Donald Trump and Joe Biden facemasks have popped up at political rallies.
MAGA and BLM masks are among the top-selling face coverings in the country.
But, as one third-grade child discovered, masks with certain messages are apparently off-limits.
State and local governments have repeatedly used the coronavirus to discriminate against churches and religious institutions, forcing many faith-based organizations to challenge those restrictions in court.
Government entities have even targeted Christian schools, attempting to hold schools like Hermiston Christian in Umatilla County, Oregon to more stringent COVID-19 restrictions.
Now using the pandemic to squash religious freedom has trickled into public schools, with a Mississippi family alleging religious discrimination at their daughter’s elementary school.
Third-grader Lydia Booth was ordered to remove her “Jesus Loves Me” mask on Oct. 13 and replace it with a school-supplied face covering.
Her parents, Matthew and Jennifer Booth, have filed a federal lawsuit charging the Simpson County School District in Mississippi with discrimination.
Simpson Central School in Pinola, Miss. requires students to wear masks, but under a newly-amended school policy, Lydia could be suspended if she continues to wear her faith-themed mask.
According to the lawsuit filed by the Alliance Defending Freedom, the school permits students to wear masks displaying and advocating a wide variety of logos and messages, including sports teams and Black Lives Matter.
But the school forced Lydia to remove her mask, ADF says, even though it “caused no disruptions” and was not initially against school policy.
Two days later, the school implemented a policy prohibiting messages that are “political, religious, sexual or inappropriate” that may be “offensive, disruptive or deemed distractive.”
“Defendants’ censorship of [Booth’s] religious message, and the Religious Speech Policy and practice on which that censorship was based, violate the First Amendment and Fourteenth Amendments to the United States Constitution,” the suit says.
According to ADF, Booth is a Christian who “desires to share her religious views with her classmates.”
The new school policy, ADF says, violates Booth’s constitutionally protected freedoms of speech and religion.
“Public schools have a duty to respect the free expression of students that the First Amendment guarantees to them,” ADF legal counsel Michael Ross said.
“While school administrators face challenges in helping students navigate school life during a pandemic, those officials simply can’t suspend the First Amendment or arbitrarily pick and choose the messages that students can or can’t express.”

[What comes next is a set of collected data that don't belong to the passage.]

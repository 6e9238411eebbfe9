use crate::{
    foundation::core::Rgba8,
    model::{ScoreRow, ScoreValue},
};

/// Chip classification for one participant on one row.
///
/// The precedence contract is an ordered match, first hit wins:
/// submitter override, then equality to the row maximum, then equality to
/// the row minimum, then neutral. When every numeric score is equal, the
/// max check fires first and all holders classify as [`ScoreClass::Max`].
#[derive(Clone, Copy, Debug, PartialEq, Eq, serde::Serialize, serde::Deserialize)]
pub enum ScoreClass {
    /// The participant submitted this row; shown as a gold `N`.
    Submitter,
    /// Holds the row's maximum numeric score.
    Max,
    /// Holds the row's minimum numeric score.
    Min,
    /// Neither extremal nor the submitter, or no parseable score.
    Neutral,
}

impl ScoreClass {
    /// Fill color for the chip label.
    pub fn chip_color(self) -> Rgba8 {
        match self {
            Self::Submitter => Rgba8::new(255, 215, 0, 255),
            Self::Max => Rgba8::new(0, 200, 0, 255),
            Self::Min => Rgba8::new(220, 0, 0, 255),
            Self::Neutral => Rgba8::new(230, 230, 230, 255),
        }
    }
}

/// Extremal numeric scores of a row, `None` when no score parses.
#[derive(Clone, Copy, Debug, Default, PartialEq)]
pub struct RowExtremes {
    /// Largest parseable score.
    pub max: Option<f64>,
    /// Smallest parseable score.
    pub min: Option<f64>,
}

/// Compute max/min over the parseable scores of `participants`.
///
/// Absent and non-numeric values never participate.
pub fn row_extremes(row: &ScoreRow, participants: &[String]) -> RowExtremes {
    let mut extremes = RowExtremes::default();
    for participant in participants {
        let Some(v) = row.score_for(participant).as_number() else {
            continue;
        };
        extremes.max = Some(extremes.max.map_or(v, |m| m.max(v)));
        extremes.min = Some(extremes.min.map_or(v, |m| m.min(v)));
    }
    extremes
}

/// Classify a single participant against precomputed row extremes.
pub fn classify(row: &ScoreRow, participant: &str, extremes: RowExtremes) -> ScoreClass {
    if row.is_submitter(participant) {
        return ScoreClass::Submitter;
    }
    match row.score_for(participant).as_number() {
        Some(v) if Some(v) == extremes.max => ScoreClass::Max,
        Some(v) if Some(v) == extremes.min => ScoreClass::Min,
        _ => ScoreClass::Neutral,
    }
}

/// Classify every participant of a row, aligned with the input order.
pub fn classify_row(row: &ScoreRow, participants: &[String]) -> Vec<ScoreClass> {
    let extremes = row_extremes(row, participants);
    participants
        .iter()
        .map(|p| classify(row, p, extremes))
        .collect()
}

/// Tolerance of the is-whole-number check in [`format_score`].
pub const WHOLE_NUMBER_EPSILON: f64 = 1e-6;

/// Format a score for its chip label.
///
/// Whole numbers (fractional part below [`WHOLE_NUMBER_EPSILON`], measured
/// against the truncated value) print without a decimal point; everything
/// else prints with one decimal, rounded half away from zero. Absent scores
/// print as a dash.
pub fn format_score(value: ScoreValue) -> String {
    match value {
        ScoreValue::Absent => "-".to_string(),
        ScoreValue::Number(v) => {
            if (v - v.trunc()).abs() < WHOLE_NUMBER_EPSILON {
                format!("{}", v.trunc() as i64)
            } else {
                format!("{:.1}", (v * 10.0).round() / 10.0)
            }
        }
    }
}

#[cfg(test)]
#[path = "../tests/unit/score.rs"]
mod tests;
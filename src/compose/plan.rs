use std::sync::Arc;

use crate::{
    assets::store::PreparedImage,
    foundation::core::{BezPath, Canvas, Point, Rgba8},
    text::TextBrushRgba8,
};

/// A single draw operation in a [`CardPlan`].
///
/// Ops are applied strictly in order, later ops alpha-compositing over
/// earlier ones; the renderer never reads pixels back.
#[derive(Clone)]
pub enum DrawOp {
    /// Fill a closed path with a straight-alpha color.
    FillPath {
        /// Path in canvas coordinates.
        path: BezPath,
        /// Fill color.
        color: Rgba8,
    },
    /// Blit a prepared image at its natural size.
    Image {
        /// Premultiplied source pixels.
        image: Arc<PreparedImage>,
        /// Top-left corner in canvas coordinates.
        origin: Point,
    },
    /// Draw a shaped text layout.
    Text {
        /// Built Parley layout (brush colors baked in).
        layout: Arc<parley::Layout<TextBrushRgba8>>,
        /// Font bytes backing the layout's glyph ids.
        font: Arc<Vec<u8>>,
        /// Top-left corner of the layout box in canvas coordinates.
        origin: Point,
    },
}

impl DrawOp {
    /// Short tag for the op variant, used by plan-shape tests and tracing.
    pub fn kind(&self) -> &'static str {
        match self {
            Self::FillPath { .. } => "fill",
            Self::Image { .. } => "image",
            Self::Text { .. } => "text",
        }
    }
}

impl std::fmt::Debug for DrawOp {
    fn fmt(&self, f: &mut std::fmt::Formatter<'_>) -> std::fmt::Result {
        match self {
            Self::FillPath { path, color } => f
                .debug_struct("FillPath")
                .field("elements", &path.elements().len())
                .field("color", color)
                .finish(),
            Self::Image { image, origin } => f
                .debug_struct("Image")
                .field("width", &image.width)
                .field("height", &image.height)
                .field("origin", origin)
                .finish(),
            Self::Text { layout, origin, .. } => f
                .debug_struct("Text")
                .field("layout_ptr", &Arc::as_ptr(layout))
                .field("origin", origin)
                .finish(),
        }
    }
}

/// Backend-agnostic plan for one card: canvas size plus ordered draw ops.
///
/// The op order is deterministic for a given input and is part of the
/// contract; golden tests diff plans without rasterizing.
#[derive(Clone, Debug)]
pub struct CardPlan {
    /// Output dimensions.
    pub canvas: Canvas,
    /// Ordered draw operations, back to front.
    pub ops: Vec<DrawOp>,
}

impl CardPlan {
    /// Op variant tags in order, for compact plan-shape assertions.
    pub fn op_kinds(&self) -> Vec<&'static str> {
        self.ops.iter().map(DrawOp::kind).collect()
    }
}

#[cfg(test)]
#[path = "../../tests/unit/compose/plan.rs"]
mod tests;
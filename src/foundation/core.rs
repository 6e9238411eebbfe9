pub use kurbo::{BezPath, Point, Rect, Vec2};

/// Output canvas dimensions in pixels.
#[derive(Clone, Copy, Debug, PartialEq, Eq, serde::Serialize, serde::Deserialize)]
pub struct Canvas {
    /// Width in pixels.
    pub width: u32,
    /// Height in pixels.
    pub height: u32,
}

/// Straight-alpha RGBA8 color.
///
/// Plans carry straight-alpha colors; premultiplication happens at the
/// rasterizer boundary.
#[derive(Clone, Copy, Debug, PartialEq, Eq, serde::Serialize, serde::Deserialize)]
pub struct Rgba8 {
    /// Red channel.
    pub r: u8,
    /// Green channel.
    pub g: u8,
    /// Blue channel.
    pub b: u8,
    /// Alpha channel (straight).
    pub a: u8,
}

impl Rgba8 {
    /// Construct a color from channel values.
    pub const fn new(r: u8, g: u8, b: u8, a: u8) -> Self {
        Self { r, g, b, a }
    }

    /// Fully transparent black.
    pub const fn transparent() -> Self {
        Self::new(0, 0, 0, 0)
    }

    /// Return this color with its alpha replaced.
    pub const fn with_alpha(self, a: u8) -> Self {
        Self { a, ..self }
    }

    /// Premultiply into raw channel bytes.
    pub fn premultiplied(self) -> [u8; 4] {
        use crate::foundation::math::mul_div255_u8;
        [
            mul_div255_u8(u16::from(self.r), u16::from(self.a)),
            mul_div255_u8(u16::from(self.g), u16::from(self.a)),
            mul_div255_u8(u16::from(self.b), u16::from(self.a)),
            self.a,
        ]
    }
}
use super::*;
use crate::{
    assets::store::PreparedImage,
    model::{RenderConfig, ScoreValue},
};

fn names(list: &[&str]) -> Vec<String> {
    list.iter().map(|s| s.to_string()).collect()
}

fn row(submitter: &str, song: &str) -> ScoreRow {
    ScoreRow {
        song: song.to_string(),
        artist: "Artist".to_string(),
        submitter: submitter.to_string(),
        average: 5.0,
        rank: 1,
        scores: [("A".to_string(), ScoreValue::Number(5.0))]
            .into_iter()
            .collect(),
    }
}

fn ctx<'a>(
    row: &'a ScoreRow,
    avatars: &'a AvatarStore,
    favorites: &'a Favorites,
    fonts: &'a FontStore,
) -> RailCtx<'a> {
    let cfg = RenderConfig::default();
    RailCtx {
        row,
        avatars,
        favorites,
        fonts,
        extremes: crate::score::row_extremes(row, &names(&["A"])),
        chip: f64::from(cfg.chip_size),
        gap: f64::from(cfg.chip_gap),
        star_opacity: cfg.star_opacity,
    }
}

fn avatar_store_with(name: &str) -> AvatarStore {
    let mut store = AvatarStore::new();
    store.insert_decoded(
        name,
        PreparedImage {
            width: 8,
            height: 8,
            rgba8_premul: Arc::new(vec![255u8; 8 * 8 * 4]),
        },
    );
    store
}

#[test]
fn split_rails_is_left_heavy_and_order_preserving() {
    let people = names(&["A", "B", "C", "D", "E"]);
    let (left, right) = split_rails(&people, RailMode::TwoRail);
    assert_eq!(left, &["A", "B", "C"]);
    assert_eq!(right, &["D", "E"]);

    let (left, right) = split_rails(&people, RailMode::LeftOnly);
    assert_eq!(left.len(), 5);
    assert!(right.is_empty());

    let (left, right) = split_rails(&people, RailMode::RightOnly);
    assert!(left.is_empty());
    assert_eq!(right.len(), 5);
}

#[test]
fn split_rails_handles_small_counts() {
    let one = names(&["A"]);
    let (left, right) = split_rails(&one, RailMode::TwoRail);
    assert_eq!(left, &["A"]);
    assert!(right.is_empty());

    let none: Vec<String> = vec![];
    let (left, right) = split_rails(&none, RailMode::TwoRail);
    assert!(left.is_empty() && right.is_empty());
}

#[test]
fn placeholder_entry_emits_tile_then_chip_outline_then_fill() {
    let r = row("X", "Song");
    let avatars = AvatarStore::new();
    let favorites = Favorites::new();
    let fonts = FontStore::empty();
    let rail_ctx = ctx(&r, &avatars, &favorites, &fonts);

    let mut ops = Vec::new();
    let mut engine = TextLayoutEngine::new(&fonts);
    layout_rail(
        &rail_ctx,
        &mut engine,
        RailSide::Left,
        30.0,
        100.0,
        &names(&["A"]),
        &mut ops,
    )
    .unwrap();

    // Placeholder tile, chip outline, chip fill; text skipped without fonts.
    assert_eq!(
        ops.iter().map(DrawOp::kind).collect::<Vec<_>>(),
        vec!["fill", "fill", "fill"]
    );
    let DrawOp::FillPath { color, .. } = &ops[0] else {
        panic!("expected placeholder fill first");
    };
    assert_eq!(*color, Rgba8::new(50, 50, 50, 255));
}

#[test]
fn favorite_star_is_drawn_first_and_respects_opacity() {
    let r = row("X", "Song");
    let avatars = AvatarStore::new();
    let favorites: Favorites = [("A".to_string(), "Song".to_string())]
        .into_iter()
        .collect();
    let fonts = FontStore::empty();
    let rail_ctx = ctx(&r, &avatars, &favorites, &fonts);

    let mut ops = Vec::new();
    let mut engine = TextLayoutEngine::new(&fonts);
    layout_rail(
        &rail_ctx,
        &mut engine,
        RailSide::Left,
        30.0,
        100.0,
        &names(&["A"]),
        &mut ops,
    )
    .unwrap();

    assert_eq!(ops.len(), 4);
    let DrawOp::FillPath { color, .. } = &ops[0] else {
        panic!("expected star fill first");
    };
    // 0.35 star opacity over full yellow.
    assert_eq!(*color, Rgba8::new(255, 255, 0, 89));
}

#[test]
fn favorite_star_requires_exact_song_match() {
    let r = row("X", "Song");
    let avatars = AvatarStore::new();
    let favorites: Favorites = [("A".to_string(), "Another Song".to_string())]
        .into_iter()
        .collect();
    let fonts = FontStore::empty();
    let rail_ctx = ctx(&r, &avatars, &favorites, &fonts);

    let mut ops = Vec::new();
    let mut engine = TextLayoutEngine::new(&fonts);
    layout_rail(
        &rail_ctx,
        &mut engine,
        RailSide::Left,
        30.0,
        100.0,
        &names(&["A"]),
        &mut ops,
    )
    .unwrap();
    assert_eq!(ops.len(), 3);
}

#[test]
fn avatar_entries_blit_a_chip_sized_tile() {
    let r = row("X", "Song");
    let avatars = avatar_store_with("A");
    let favorites = Favorites::new();
    let fonts = FontStore::empty();
    let rail_ctx = ctx(&r, &avatars, &favorites, &fonts);

    let mut ops = Vec::new();
    let mut engine = TextLayoutEngine::new(&fonts);
    layout_rail(
        &rail_ctx,
        &mut engine,
        RailSide::Left,
        30.0,
        100.0,
        &names(&["A"]),
        &mut ops,
    )
    .unwrap();

    let DrawOp::Image { image, origin } = &ops[0] else {
        panic!("expected avatar blit first");
    };
    assert_eq!((image.width, image.height), (64, 64));
    assert_eq!((origin.x, origin.y), (30.0, 100.0));
}

#[test]
fn vertical_cursor_advances_by_chip_name_band_and_gap() {
    let r = row("X", "Song");
    let avatars = {
        let mut store = avatar_store_with("A");
        store.insert_decoded(
            "B",
            PreparedImage {
                width: 8,
                height: 8,
                rgba8_premul: Arc::new(vec![255u8; 8 * 8 * 4]),
            },
        );
        store
    };
    let favorites = Favorites::new();
    let fonts = FontStore::empty();
    let rail_ctx = ctx(&r, &avatars, &favorites, &fonts);

    let mut ops = Vec::new();
    let mut engine = TextLayoutEngine::new(&fonts);
    layout_rail(
        &rail_ctx,
        &mut engine,
        RailSide::Left,
        30.0,
        100.0,
        &names(&["A", "B"]),
        &mut ops,
    )
    .unwrap();

    let origins: Vec<f64> = ops
        .iter()
        .filter_map(|op| match op {
            DrawOp::Image { origin, .. } => Some(origin.y),
            _ => None,
        })
        .collect();
    // chip 64 + floor(0.6 * 64) = 38 + gap 10.
    assert_eq!(origins, vec![100.0, 212.0]);
}

#[test]
fn right_rail_places_score_box_left_of_avatar() {
    use kurbo::Shape;

    let r = row("X", "Song");
    let avatars = avatar_store_with("A");
    let favorites = Favorites::new();
    let fonts = FontStore::empty();
    let rail_ctx = ctx(&r, &avatars, &favorites, &fonts);

    let mut ops = Vec::new();
    let mut engine = TextLayoutEngine::new(&fonts);
    layout_rail(
        &rail_ctx,
        &mut engine,
        RailSide::Right,
        970.0,
        100.0,
        &names(&["A"]),
        &mut ops,
    )
    .unwrap();

    let DrawOp::Image { origin, .. } = &ops[0] else {
        panic!("expected avatar blit first");
    };
    assert_eq!(origin.x, 970.0 - 64.0);

    let DrawOp::FillPath { path, .. } = &ops[1] else {
        panic!("expected chip outline second");
    };
    let bbox = path.bounding_box();
    // Box anchored 1.2 chips left of the avatar's left edge.
    assert!((bbox.min_x() - (906.0 - 76.8)).abs() < 0.5);
    assert!(bbox.max_x() < origin.x);
}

Because the school district allowed other students to wear masks with logos and political messages, Ross contends that Lydia “deserves an equal opportunity to peacefully express her beliefs.”
Two days after Lydia was forced to remove her mask, the school superintendent sent a letter to students, parents and staff outlining the revised policy.
The letter stated the school district “does not discriminate on the basis of race, color, national origin, sex, religion, disability, marital status or age in admission or access to, or treatment of employment in, its programs or activities.”
The letter said face coverings “cannot display political, religious, sexual or any inappropriate symbols, gestures or statements that may be offensive, disruptive or deemed distractive to the school environment.”
It indicated the requirement was outlined in the district’s school restart plan and was specific to masks only.
“Wearing school colors, the school mascot or simply having a blank mask is encouraged,” the letter read.
Lydia’s mother, Jennifer, communicated repeatedly with school officials before going to court and pointed out that the school’s handbook had no policy limiting religious expression.
According to ADF, the school’s policy prior to Oct. 13 protected freedom of speech in compliance with the Mississippi Student Religious Freedom Act and the First Amendment.
School officials presented Jennifer Booth with a copy of the school district’s plan for responding to COVID-19, but according to the lawsuit, the updated plan included retroactive modifications banning religious messages on face masks.
The next day, the school superintendent announced the new ban, the lawsuit states.
The lawsuit asks the court to stop the school from enforcing the new mask policy. It says the school and school district are censoring Lydia’s freedom of expression by enforcing the policy.
“No public school student should be singled out for peacefully sharing her religious beliefs with fellow students,” said ADF senior counsel Tyson Langhofer, the director of the ADF Center for Academic Freedom.
“Today’s students will be tomorrow’s legislators, judges, educators, and voters. That’s why it’s so important that public schools demonstrate the First Amendment values they are supposed to be teaching to students.”